An evaluation of the copulatory, endocrinologic, and spermatotoxic effects of carbon disulfide in the rat.

The present study was undertaken to evaluate the endocrinologic and spermatogenic effects of carbon disulfide (CS2) exposure in the rat. Adult, male rats were exposed to either 600 ppm CS2 or filtered air for 6 hr/day for 5 days/week for 10 weeks. One week prior to exposure and then at Weeks 1, 4, 7, and 10, males were placed with ovariectomized, hormonally primed females, and copulatory behaviors were scored. Fifteen minutes postcopulation, the female was killed and the ejaculate was recovered from the excised uterine tract along with the semen plug. Sperm counts, sperm motility, and morphology were determined. A blood sample was obtained for analyses of testosterone, follicle-stimulating (FSH), and luteinizing hormone (LH).
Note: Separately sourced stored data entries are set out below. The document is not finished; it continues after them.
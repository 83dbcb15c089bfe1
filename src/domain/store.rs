use crate::{
    domain::habit::{Habit, HabitId},
    error::{HabitoError, Result},
};
use chrono::NaiveDate;

/// The single source of truth for all habit state.
///
/// Owns the active list (in display/drag order), the trash (in deletion
/// order) and the id counter. Fields are private so every mutation goes
/// through an operation that preserves the invariants: ids unique across
/// both lists, active names unique case-insensitively, counter strictly
/// above every id ever issued.
///
/// The store itself never performs I/O; the engine persists it after each
/// mutating operation.
#[derive(Debug, Default)]
pub struct HabitStore {
    active: Vec<Habit>,
    trash: Vec<Habit>,
    next_id: u32,
}

impl HabitStore {
    /// Creates an empty store.
    pub fn new() -> Self {
        Self {
            active: Vec::new(),
            trash: Vec::new(),
            next_id: 1,
        }
    }

    /// Rebuilds a store from persisted parts.
    ///
    /// The counter is re-derived as the maximum of the persisted value and
    /// every loaded id + 1, so a lost or stale counter record can never
    /// cause an id collision. Trashed flags are normalized to match the
    /// list each habit actually sits in.
    pub fn from_parts(active: Vec<Habit>, trash: Vec<Habit>, next_id: u32) -> Self {
        let mut store = Self {
            active,
            trash,
            next_id: next_id.max(1),
        };
        for habit in &mut store.active {
            habit.trashed = false;
        }
        for habit in &mut store.trash {
            habit.trashed = true;
        }
        let highest = store
            .active
            .iter()
            .chain(store.trash.iter())
            .map(|h| h.id.value())
            .max()
            .unwrap_or(0);
        store.next_id = store.next_id.max(highest + 1);
        store
    }

    /// Active habits in display order.
    pub fn active(&self) -> &[Habit] {
        &self.active
    }

    /// Trashed habits in deletion order.
    pub fn trash(&self) -> &[Habit] {
        &self.trash
    }

    /// The next id the store will issue.
    pub fn next_id(&self) -> u32 {
        self.next_id
    }

    /// Looks up an active habit by id.
    pub fn find_active(&self, id: HabitId) -> Option<&Habit> {
        self.active.iter().find(|h| h.id == id)
    }

    /// Looks up a trashed habit by id.
    pub fn find_trashed(&self, id: HabitId) -> Option<&Habit> {
        self.trash.iter().find(|h| h.id == id)
    }

    /// Adds a new habit to the tail of the active list.
    ///
    /// The name is trimmed before validation. Fails with `EmptyName` if
    /// nothing remains, or `DuplicateName` if an *active* habit already
    /// carries the same name case-insensitively (trashed habits may
    /// collide). Returns a snapshot of the created habit.
    pub fn add_habit(&mut self, name: &str) -> Result<Habit> {
        let name = name.trim();
        if name.is_empty() {
            return Err(HabitoError::EmptyName);
        }

        let lowered = name.to_lowercase();
        if self.active.iter().any(|h| h.name.to_lowercase() == lowered) {
            return Err(HabitoError::DuplicateName(name.to_string()));
        }

        let habit = Habit::new(HabitId::new(self.next_id), name.to_string());
        self.next_id += 1;
        self.active.push(habit.clone());
        Ok(habit)
    }

    /// Flips completion of `date` for an active habit.
    ///
    /// Returns a snapshot of the updated habit. Fails with `HabitNotFound`
    /// if `id` is not active; the caller decides which views to re-render.
    pub fn toggle_completion(&mut self, id: HabitId, date: NaiveDate) -> Result<Habit> {
        let habit = self
            .active
            .iter_mut()
            .find(|h| h.id == id)
            .ok_or(HabitoError::HabitNotFound(id.value()))?;
        habit.toggle_completion(date);
        Ok(habit.clone())
    }

    /// Soft-deletes an active habit: moved, not copied, to the tail of the
    /// trash. Completion history travels with it.
    pub fn move_to_trash(&mut self, id: HabitId) -> Result<()> {
        let pos = self
            .active
            .iter()
            .position(|h| h.id == id)
            .ok_or(HabitoError::HabitNotFound(id.value()))?;
        let mut habit = self.active.remove(pos);
        habit.trashed = true;
        self.trash.push(habit);
        Ok(())
    }

    /// Moves a trashed habit back to the tail of the active list.
    ///
    /// The habit keeps its id, name and completion history. A restored name
    /// may collide with an active one; the trash never re-validates.
    pub fn restore(&mut self, id: HabitId) -> Result<()> {
        let pos = self
            .trash
            .iter()
            .position(|h| h.id == id)
            .ok_or(HabitoError::HabitNotFound(id.value()))?;
        let mut habit = self.trash.remove(pos);
        habit.trashed = false;
        self.active.push(habit);
        Ok(())
    }

    /// Permanently removes a trashed habit. Unrecoverable.
    pub fn delete_forever(&mut self, id: HabitId) -> Result<()> {
        let pos = self
            .trash
            .iter()
            .position(|h| h.id == id)
            .ok_or(HabitoError::HabitNotFound(id.value()))?;
        self.trash.remove(pos);
        Ok(())
    }

    /// Resets the active list to the given id sequence (a finished drag).
    ///
    /// Ids in the sequence come first, in sequence order; active ids the
    /// sequence misses keep their prior relative order and are appended
    /// after all ordered ids. Unknown or repeated ids are ignored, so
    /// applying the same sequence twice yields the same ordering.
    pub fn reorder(&mut self, ordered_ids: &[HabitId]) {
        let mut remaining = std::mem::take(&mut self.active);
        let mut reordered = Vec::with_capacity(remaining.len());

        for id in ordered_ids {
            if let Some(pos) = remaining.iter().position(|h| h.id == *id) {
                reordered.push(remaining.remove(pos));
            }
        }
        reordered.append(&mut remaining);
        self.active = reordered;
    }

    /// Lifetime aggregate completion rate across active habits.
    ///
    /// Total recorded completions divided by the number of active habits,
    /// as a percentage rounded to one decimal place. This is a raw-count
    /// ratio (it can exceed 100), not a per-day percentage. Returns 0.0
    /// when there are no active habits.
    pub fn completion_rate(&self) -> f64 {
        if self.active.is_empty() {
            return 0.0;
        }
        let total: usize = self.active.iter().map(|h| h.completion_count()).sum();
        let pct = total as f64 / self.active.len() as f64 * 100.0;
        (pct * 10.0).round() / 10.0
    }
}

#[cfg(test)]
mod tests {
    use super::*;

    fn date(s: &str) -> NaiveDate {
        s.parse().unwrap()
    }

    fn ids(store: &HabitStore) -> Vec<u32> {
        store.active().iter().map(|h| h.id.value()).collect()
    }

    #[test]
    fn test_add_habit_assigns_sequential_ids() {
        let mut store = HabitStore::new();

        let a = store.add_habit("Workout").unwrap();
        let b = store.add_habit("Read").unwrap();

        assert_eq!(a.id.value(), 1);
        assert_eq!(b.id.value(), 2);
        assert_eq!(store.next_id(), 3);
        assert_eq!(store.active().len(), 2);
    }

    #[test]
    fn test_add_habit_trims_name() {
        let mut store = HabitStore::new();
        let habit = store.add_habit("  Workout  ").unwrap();
        assert_eq!(habit.name, "Workout");
    }

    #[test]
    fn test_add_habit_rejects_blank_name() {
        let mut store = HabitStore::new();
        assert!(matches!(store.add_habit(""), Err(HabitoError::EmptyName)));
        assert!(matches!(store.add_habit("   "), Err(HabitoError::EmptyName)));
        assert!(store.active().is_empty());
    }

    #[test]
    fn test_add_habit_rejects_case_insensitive_duplicate() {
        let mut store = HabitStore::new();
        store.add_habit("Workout").unwrap();

        let err = store.add_habit("workout").unwrap_err();
        assert!(matches!(err, HabitoError::DuplicateName(_)));
        assert_eq!(store.active().len(), 1);
    }

    #[test]
    fn test_trashed_name_does_not_block_add() {
        let mut store = HabitStore::new();
        let habit = store.add_habit("Workout").unwrap();
        store.move_to_trash(habit.id).unwrap();

        // Only active names participate in uniqueness.
        store.add_habit("workout").unwrap();
        assert_eq!(store.active().len(), 1);
        assert_eq!(store.trash().len(), 1);
    }

    #[test]
    fn test_toggle_completion_is_involution() {
        let mut store = HabitStore::new();
        let habit = store.add_habit("Workout").unwrap();
        let d = date("2024-06-12");

        let after_first = store.toggle_completion(habit.id, d).unwrap();
        assert!(after_first.is_completed(d));

        let after_second = store.toggle_completion(habit.id, d).unwrap();
        assert!(!after_second.is_completed(d));
        assert_eq!(after_second.completed_dates, habit.completed_dates);
    }

    #[test]
    fn test_toggle_unknown_id_fails() {
        let mut store = HabitStore::new();
        let err = store
            .toggle_completion(HabitId::new(99), date("2024-06-12"))
            .unwrap_err();
        assert!(matches!(err, HabitoError::HabitNotFound(99)));
    }

    #[test]
    fn test_toggle_trashed_id_fails() {
        let mut store = HabitStore::new();
        let habit = store.add_habit("Workout").unwrap();
        store.move_to_trash(habit.id).unwrap();

        let err = store
            .toggle_completion(habit.id, date("2024-06-12"))
            .unwrap_err();
        assert!(matches!(err, HabitoError::HabitNotFound(1)));
    }

    #[test]
    fn test_trash_then_restore_round_trip() {
        let mut store = HabitStore::new();
        let first = store.add_habit("Workout").unwrap();
        store.add_habit("Read").unwrap();
        store.toggle_completion(first.id, date("2024-06-12")).unwrap();

        store.move_to_trash(first.id).unwrap();
        assert_eq!(ids(&store), vec![2]);
        assert!(store.find_trashed(first.id).unwrap().trashed);

        store.restore(first.id).unwrap();

        // Restored to the tail, identity and history intact.
        assert_eq!(ids(&store), vec![2, 1]);
        let restored = store.find_active(first.id).unwrap();
        assert_eq!(restored.name, "Workout");
        assert!(restored.is_completed(date("2024-06-12")));
        assert!(!restored.trashed);
        assert!(store.trash().is_empty());
    }

    #[test]
    fn test_restore_requires_trashed_id() {
        let mut store = HabitStore::new();
        let habit = store.add_habit("Workout").unwrap();

        // Active but not trashed: restore must not find it.
        let err = store.restore(habit.id).unwrap_err();
        assert!(matches!(err, HabitoError::HabitNotFound(1)));
    }

    #[test]
    fn test_delete_forever_is_permanent() {
        let mut store = HabitStore::new();
        let habit = store.add_habit("Workout").unwrap();
        store.move_to_trash(habit.id).unwrap();

        store.delete_forever(habit.id).unwrap();
        assert!(store.trash().is_empty());
        assert!(matches!(
            store.delete_forever(habit.id),
            Err(HabitoError::HabitNotFound(1))
        ));

        // The id is never reissued.
        let next = store.add_habit("Read").unwrap();
        assert_eq!(next.id.value(), 2);
    }

    #[test]
    fn test_reorder_applies_sequence() {
        let mut store = HabitStore::new();
        store.add_habit("A").unwrap();
        store.add_habit("B").unwrap();
        store.add_habit("C").unwrap();

        store.reorder(&[HabitId::new(3), HabitId::new(1), HabitId::new(2)]);
        assert_eq!(ids(&store), vec![3, 1, 2]);
    }

    #[test]
    fn test_reorder_is_idempotent() {
        let mut store = HabitStore::new();
        store.add_habit("A").unwrap();
        store.add_habit("B").unwrap();
        store.add_habit("C").unwrap();

        let seq = [HabitId::new(2), HabitId::new(3)];
        store.reorder(&seq);
        let once = ids(&store);
        store.reorder(&seq);
        assert_eq!(ids(&store), once);
    }

    #[test]
    fn test_reorder_appends_missing_ids_in_prior_order() {
        let mut store = HabitStore::new();
        store.add_habit("A").unwrap();
        store.add_habit("B").unwrap();
        store.add_habit("C").unwrap();
        store.add_habit("D").unwrap();

        // B and D are absent from the sequence: they keep their relative
        // order and land after the ordered ids.
        store.reorder(&[HabitId::new(3), HabitId::new(1)]);
        assert_eq!(ids(&store), vec![3, 1, 2, 4]);
    }

    #[test]
    fn test_reorder_ignores_unknown_ids() {
        let mut store = HabitStore::new();
        store.add_habit("A").unwrap();
        store.add_habit("B").unwrap();

        store.reorder(&[HabitId::new(99), HabitId::new(2), HabitId::new(1)]);
        assert_eq!(ids(&store), vec![2, 1]);
    }

    #[test]
    fn test_completion_rate_is_raw_count_ratio() {
        let mut store = HabitStore::new();
        let a = store.add_habit("Workout").unwrap();
        let b = store.add_habit("Read").unwrap();

        store.toggle_completion(a.id, date("2024-06-10")).unwrap();
        store.toggle_completion(a.id, date("2024-06-11")).unwrap();
        store.toggle_completion(b.id, date("2024-06-11")).unwrap();

        // 3 completions over 2 active habits.
        assert_eq!(store.completion_rate(), 150.0);
    }

    #[test]
    fn test_completion_rate_empty_store_is_zero() {
        let store = HabitStore::new();
        assert_eq!(store.completion_rate(), 0.0);
    }

    #[test]
    fn test_completion_rate_ignores_trash() {
        let mut store = HabitStore::new();
        let a = store.add_habit("Workout").unwrap();
        let b = store.add_habit("Read").unwrap();
        store.toggle_completion(a.id, date("2024-06-10")).unwrap();
        store.toggle_completion(b.id, date("2024-06-10")).unwrap();
        store.toggle_completion(b.id, date("2024-06-11")).unwrap();

        store.move_to_trash(b.id).unwrap();

        // One active habit with one completion.
        assert_eq!(store.completion_rate(), 100.0);
    }

    #[test]
    fn test_completion_rate_rounds_to_one_decimal() {
        let mut store = HabitStore::new();
        let a = store.add_habit("A").unwrap();
        store.add_habit("B").unwrap();
        store.add_habit("C").unwrap();
        store.toggle_completion(a.id, date("2024-06-10")).unwrap();

        // 1/3 * 100 = 33.333... -> 33.3
        assert_eq!(store.completion_rate(), 33.3);
    }

    #[test]
    fn test_from_parts_rederives_counter() {
        let active = vec![Habit::new(HabitId::new(4), "A".to_string())];
        let trash = vec![Habit::new(HabitId::new(7), "B".to_string())];

        // Persisted counter lagging behind the loaded ids.
        let mut store = HabitStore::from_parts(active, trash, 2);
        assert_eq!(store.next_id(), 8);

        let habit = store.add_habit("C").unwrap();
        assert_eq!(habit.id.value(), 8);
    }

    #[test]
    fn test_from_parts_normalizes_trashed_flags() {
        let mut stale = Habit::new(HabitId::new(1), "A".to_string());
        stale.trashed = true; // wrong flag in the active record
        let store = HabitStore::from_parts(vec![stale], Vec::new(), 2);

        assert!(!store.active()[0].trashed);
    }
}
At the end of the 10th week, five animals in each group were challenged with either human chorionic gonadotropin ( HCG, 50 IU/animal, iv) or gonadotropin-releasing hormone (GnRH, 100 ng/animal, iv), and the testosterone or gonadotropin responses were monitored over time. Animals were subsequently killed with one epididymis and testis processed for histology and a sperm count determined from the other epididymis. Analysis revealed that CS2 exposure produced significant alterations in copulatory behavior and a decrease in ejaculated sperm counts by the fourth and seventh weeks of exposure, respectively. No endocrinologic alterations were observed. Moreover, caudal epididymal sperm counts were not depressed and the testes appeared histologically normal. These data suggest that CS2 does not exert a direct effect on the testes, but rather may interfere with the processes regulating sperm transport and ejaculation.[1]

References

  1. An evaluation of the copulatory, endocrinologic, and spermatotoxic effects of carbon disulfide in the rat. Zenick, H., Blackburn, K., Hope, E., Baldwin, D. Toxicol. Appl. Pharmacol. (1984) [Pubmed]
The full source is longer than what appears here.